Problems with Existing Solutions
- In general, current solutions have trouble on putting together, good, robust and flexible foreground segmentation with computational efficiency. Either methods available are too simple, either they are excessively complex, trying to account for too many factors in the decision whether some amount of picture data is foreground or background. This is the case for the overview of the state of the art here exposed. See a discussion one by one:
-
- [2, 3, 4, 5, 6]: None of these techniques is able to properly segment foregrounds with big regions with colours similar to the background. Indeed, ambiguous situations where foreground and background have similar colours will lead to miss-classifications.
- [13], [12] Introduce in some way the use of depth in their foreground segmentation. In them, though, depth is fully assumed to determine foreground. Indeed, they assume that the more in the front is an object, the more likely to be in the foreground. In practice, this may be incorrect in many applications since background (understood as the static or permanent components in a scene) may have objects that are closer to the camera than the foreground (or object of interest to segment). Also, these lack of a fusion of colour and depth information, not exploiting the availability of multi-modal visual information.
- All these techniques are unable to resolve segmentation when the foreground contains big regions with colours that are very similar to the background.
- It is necessary to offer an alternative to the state of the art which covers the gaps found therein, overcoming the limitations expressed here above, allowing to have a segmentation framework for GPU enabled hardware with improved quality and high performance and with taking into account both colour and depth information.
- To that end, the present invention provides, in a first aspect, a method for images foreground segmentation in real-time, comprising:
-
- generating a set of cost functions for foreground, background and shadow segmentation classes or models, where the background and shadow segmentation costs are a function of chromatic distortion and brightness and colour distortion, and where said cost functions are related to probability measures of a given pixel or region to belong to each of said segmentation classes; and
- applying to pixel data of an image said set of generated cost functions.

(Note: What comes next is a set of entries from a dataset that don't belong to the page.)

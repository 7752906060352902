use serde::{Deserialize, Serialize};
use std::f64::consts::FRAC_PI_4;

/// Fixed 6-color visual encoding: boroughs by feature order, bars by
/// `BAR_PALETTE_INDEX`. RGB triples.
pub const PALETTE: [[u8; 3]; 6] = [
    [0x8c, 0x5b, 0x79],
    [0x77, 0x7d, 0xa3],
    [0x49, 0xa1, 0xb4],
    [0x41, 0xbf, 0xa4],
    [0x88, 0xd5, 0x7f],
    [0xe2, 0xe0, 0x62],
];

pub const BAR_PALETTE_INDEX: usize = 2;

/// Latitudes at or beyond this have no finite Mercator image.
const MAX_MERCATOR_LAT: f64 = 85.06;

/// Geographic coordinate in degrees.
#[derive(Debug, Clone, Copy, PartialEq, Serialize, Deserialize)]
pub struct GeoPoint {
    pub lon: f64,
    pub lat: f64,
}

/// Borough boundary: a display name plus one or more closed rings.
#[derive(Debug, Clone)]
pub struct Borough {
    pub name: String,
    pub rings: Vec<Vec<GeoPoint>>,
}

/// Spherical Mercator projection with explicit scale, center, and translate.
///
/// Mirrors the usual web-map parameterization: the center coordinate lands
/// on the translate point, and one radian of longitude spans `scale` pixels.
#[derive(Debug, Clone, Copy)]
pub struct MercatorProjection {
    scale: f64,
    center: GeoPoint,
    translate: (f64, f64),
}

impl MercatorProjection {
    pub fn new(scale: f64, center: GeoPoint, translate: (f64, f64)) -> Self {
        Self {
            scale,
            center,
            translate,
        }
    }

    /// The NYC map view: scale 50 000, centered on (-73.94, 40.70),
    /// translated to the middle of the canvas.
    pub fn nyc(width: f64, height: f64) -> Self {
        Self::new(
            50_000.0,
            GeoPoint {
                lon: -73.94,
                lat: 40.70,
            },
            (width / 2.0, height / 2.0),
        )
    }

    /// Projects a coordinate to canvas pixels.
    ///
    /// Non-finite or pole-adjacent coordinates yield `None`; callers skip
    /// such points instead of erroring.
    pub fn project(&self, point: GeoPoint) -> Option<(f32, f32)> {
        if !point.lon.is_finite() || !point.lat.is_finite() {
            return None;
        }
        if point.lat.abs() >= MAX_MERCATOR_LAT {
            return None;
        }

        let x = self.translate.0 + self.scale * (point.lon.to_radians() - self.center.lon.to_radians());
        let y = self.translate.1 + self.scale * (mercator_y(self.center.lat) - mercator_y(point.lat));
        Some((x as f32, y as f32))
    }
}

fn mercator_y(lat_degrees: f64) -> f64 {
    (FRAC_PI_4 + lat_degrees.to_radians() / 2.0).tan().ln()
}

- The method of the first aspect of the invention differs, in a characteristic manner, from the prior art methods, in that it comprises defining said background and shadow segmentation cost functionals by introducing depth information of the scene said image has been acquired of.
- For an embodiment of the method of the first aspect of the invention, said depth information is a processed depth information obtained by acquiring rough depth information with a Time of Flight, ToF, camera and processing it to undistort, rectify and scale it up to fit with colour content, regarding said image, captured with a colour camera. For an alternative embodiment, the method comprises acquiring both, colour content, regarding said image, and said depth information with one and only camera able to acquire and supply colour and depth information.
- For an embodiment, the method of the invention comprises defining said segmentation models according to a Bayesian formulation.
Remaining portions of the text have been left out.